The Lumpy Earnings Model



December 17, 2013 – Comments (2) | RELATED TICKERS: BRK-A

Board: Berkshire Hathaway

Author: namkato

If one has found a model that can systematically generate unusual profits the correct behavior is to keep quiet about the existence of the model and to put it into practice on a scale small enough to not disturb the markets in question. Greed comes into play for obvious reasons: If a little bit of a good thing exists, the temptation is to increase the scale.

Completely agree. I think I can shorten your reply into saying that, a successful system, once it is discovered by others, will shortly be arbitraged away.

Here is the exception: such a system, if it is based on deep value contrarianism, will not be arbitraged into failure. The reason for this is that such a system will necessarily experience periods of 3-4 years of underperformance.

Greenblatt points out that in any ten year period, all of the top money managers over that time will spend a year or two in the BOTTOM 10%. Look at Fairholme: Morningstar Fund Manager of the Decade, then, in the 11th year, it sinks to the bottom 10%. Berkowitz coat tailers are not going to arbitrage away his results after that performance. Greenblatt has the same experience lately: he started taking public money under professional management from individuals in 2010. He mostly lagged for 2010, 2011, and 2012. He experienced a LOT of redemptions. I know, because I sold a lot of Berkshire to put it into Formula Investing in 2010, and I talk with the head of trading there. What happened? 2013 made up for 2010, 2011, and 2012, and then some. 50% gains for the year in the managed accounts. Why did it work? Precisely because it is a good system, and people cannot stomach the long three year underperformance.

Why are we all here? Because Buffett/Graham preach a deep value, contrarian philosophy. That philosophy is (from the OP) "a model that can systematically generate unusual profits." Buffett can't be arbitraged away. Neither can Berkowitz or Greenblatt, who have both subsequently bounced back strongly. They can't be arbitraged because the variables are time and patience and confidence. According to Greenblatt, the reigning parameter in meeting performance goals is quarterly. Miss that mark for a couple of quarters in a row, you're likely gone, fired, kaput. Self employed, running a mutual fund?
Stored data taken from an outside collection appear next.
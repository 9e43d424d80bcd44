use axum::Router;

use crate::state::AppState;

pub mod credentials;
mod dto;
mod error;
pub mod handlers;
pub mod repo;

pub fn router() -> Router<AppState> {
    Router::new()
        .merge(handlers::user_routes())
        .merge(handlers::me_routes())
}
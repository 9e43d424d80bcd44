mod app;
mod auth;
mod config;
mod sanitize;
mod state;
mod users;

#[tokio::main]
async fn main() -> anyhow::Result<()> {
    dotenvy::dotenv().ok();

    let env_filter = std::env::var("RUST_LOG")
        .unwrap_or_else(|_| "userbase=debug,axum=info,tower_http=info".to_string());
    let json_logs = std::env::var("LOG_FORMAT")
        .map(|v| v == "json")
        .unwrap_or(false);

    if json_logs {
        tracing_subscriber::fmt()
            .with_env_filter(env_filter)
            .with_target(false)
            .json()
            .init();
    } else {
        tracing_subscriber::fmt().with_env_filter(env_filter).init();
    }

    let app_state = state::AppState::init().await?;

    // Run migrations if present
    if let Err(e) = sqlx::migrate!("./migrations").run(&app_state.db).await {
        tracing::warn!(error = %e, "migrations folder not found or migration failed; continuing");
    }

    let app = app::build_app(app_state);
    app::serve(app).await
}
Fairholme had redemptions of something like 50%. Just imagine the freedom enjoyed by being able to wait 2-3 years for a payoff. Flashback: when Buffett bought BNSF, he was roundly criticized, he had lost it again. Flashforward: once more, he is a genius.

So, how do you safeguard "a model that can systematically generate unusual profits?" Answer: through lumpy earnings. Most people can't handle them. Make those earnings lumpy enough, and if you have a system that can generate unusual profits like Buffett, Berkowitz, and Greenblatt have, and those profits, in the long run, will be safeguarded.

One MIGHT think that people would catch on. Not to worry. I remember hearing Clark Howard the financial advisor on the radio a few years back. He said he checked his investment results once every year or so. Clark is a smart guy. Contrast that with eTrade or some such that advertises the first 50 trades are free. Or the baby in the crib in the Super Bowl ads, making stock trades. The guy in the soft chair at Starbucks checking his stocks every 20 minutes. Now, translate that into the 20 or 30 something guy/gal running the average mutual fund. The time horizon is not getting longer to accommodate a systematic model, it is actually getting shorter and shorter all the time. And, paradoxically, the shorter the time horizon gets for the professionals, the better it gets for us contrarians. To meet quarterly metrics, they absolutely have to sell something. Some stocks with the worst short term outlooks. Thing is, some of those stocks still have very good longer term fundamentals.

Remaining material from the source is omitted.